Brief: Your job is to copy the lines from the material that include "between".

-.-.-

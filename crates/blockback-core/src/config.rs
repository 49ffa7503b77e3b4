//! Engine configuration.
//!
//! Configuration is loaded from multiple sources with the following
//! priority:
//!
//! 1. Environment variables (`BLOCKBACK_*`, nested keys joined with `__`)
//! 2. Configuration file (`blockback.toml` in the working directory)
//! 3. Default values
//!
//! ## Example Configuration File
//!
//! ```toml
//! data_dir = "/var/lib/blockback"
//!
//! [job]
//! poll_interval_ms = 100
//! timeout_secs = 30
//!
//! [bitmap]
//! clear_settle_ms = 300
//!
//! [image]
//! format = "qcow2"
//! cluster_size = 65536
//! ```

use blockback_error::CommonError;
use figment::{
    providers::{Env, Format, Serialized, Toml},
    Figment,
};
use serde::{Deserialize, Serialize};
use std::path::PathBuf;
use std::time::Duration;

/// Engine configuration.
#[derive(Debug, Clone, Serialize, Deserialize)]
#[serde(default)]
pub struct BackupConfig {
    /// Directory where target image files are provisioned.
    pub data_dir: PathBuf,
    /// Job polling behavior.
    pub job: JobConfig,
    /// Bitmap post-condition behavior.
    pub bitmap: BitmapConfig,
    /// Target image defaults.
    pub image: ImageConfig,
}

impl Default for BackupConfig {
    fn default() -> Self {
        Self {
            data_dir: PathBuf::from("/var/lib/blockback"),
            job: JobConfig::default(),
            bitmap: BitmapConfig::default(),
            image: ImageConfig::default(),
        }
    }
}

/// Job polling configuration.
#[derive(Debug, Clone, Serialize, Deserialize)]
#[serde(default)]
pub struct JobConfig {
    /// Delay between `query-jobs` polls, in milliseconds.
    pub poll_interval_ms: u64,
    /// Bounded wait for a job to reach the awaited status, in seconds.
    pub timeout_secs: u64,
}

impl Default for JobConfig {
    fn default() -> Self {
        Self {
            poll_interval_ms: 100,
            timeout_secs: 30,
        }
    }
}

/// Bitmap configuration.
#[derive(Debug, Clone, Serialize, Deserialize)]
#[serde(default)]
pub struct BitmapConfig {
    /// Settle delay between issuing a clear and asserting the record count
    /// reached zero, in milliseconds.
    pub clear_settle_ms: u64,
}

impl Default for BitmapConfig {
    fn default() -> Self {
        Self { clear_settle_ms: 300 }
    }
}

/// Target image configuration.
#[derive(Debug, Clone, Serialize, Deserialize)]
#[serde(default)]
pub struct ImageConfig {
    /// Format-layer driver for backup targets.
    pub format: String,
    /// Cluster size passed to format-layer creation, when set.
    pub cluster_size: Option<u64>,
}

impl Default for ImageConfig {
    fn default() -> Self {
        Self {
            format: "qcow2".to_string(),
            cluster_size: None,
        }
    }
}

impl BackupConfig {
    /// Loads configuration from defaults, `blockback.toml`, and the
    /// environment.
    pub fn load() -> Result<Self, CommonError> {
        Self::load_from("blockback.toml")
    }

    /// Loads configuration with an explicit config-file path.
    pub fn load_from(path: impl AsRef<std::path::Path>) -> Result<Self, CommonError> {
        let config: Self = Figment::from(Serialized::defaults(Self::default()))
            .merge(Toml::file(path.as_ref()))
            .merge(Env::prefixed("BLOCKBACK_").split("__"))
            .extract()
            .map_err(|e| CommonError::config(e.to_string()))?;
        config.validate()?;
        Ok(config)
    }

    fn validate(&self) -> Result<(), CommonError> {
        if self.job.poll_interval_ms == 0 {
            return Err(CommonError::config("job.poll_interval_ms must be nonzero"));
        }
        if self.job.timeout_secs == 0 {
            return Err(CommonError::config("job.timeout_secs must be nonzero"));
        }
        if let Some(cluster_size) = self.image.cluster_size {
            if !cluster_size.is_power_of_two() {
                return Err(CommonError::config(
                    "image.cluster_size must be a power of two",
                ));
            }
        }
        Ok(())
    }

    /// Delay between job polls.
    #[must_use]
    pub const fn poll_interval(&self) -> Duration {
        Duration::from_millis(self.job.poll_interval_ms)
    }

    /// Bounded wait for job status changes.
    #[must_use]
    pub const fn job_timeout(&self) -> Duration {
        Duration::from_secs(self.job.timeout_secs)
    }

    /// Settle delay after a bitmap clear.
    #[must_use]
    pub const fn clear_settle(&self) -> Duration {
        Duration::from_millis(self.bitmap.clear_settle_ms)
    }
}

-.-.-

Output of the task:
    /// Delay between `query-jobs` polls, in milliseconds.
    /// Settle delay between issuing a clear and asserting the record count
    /// Delay between job polls.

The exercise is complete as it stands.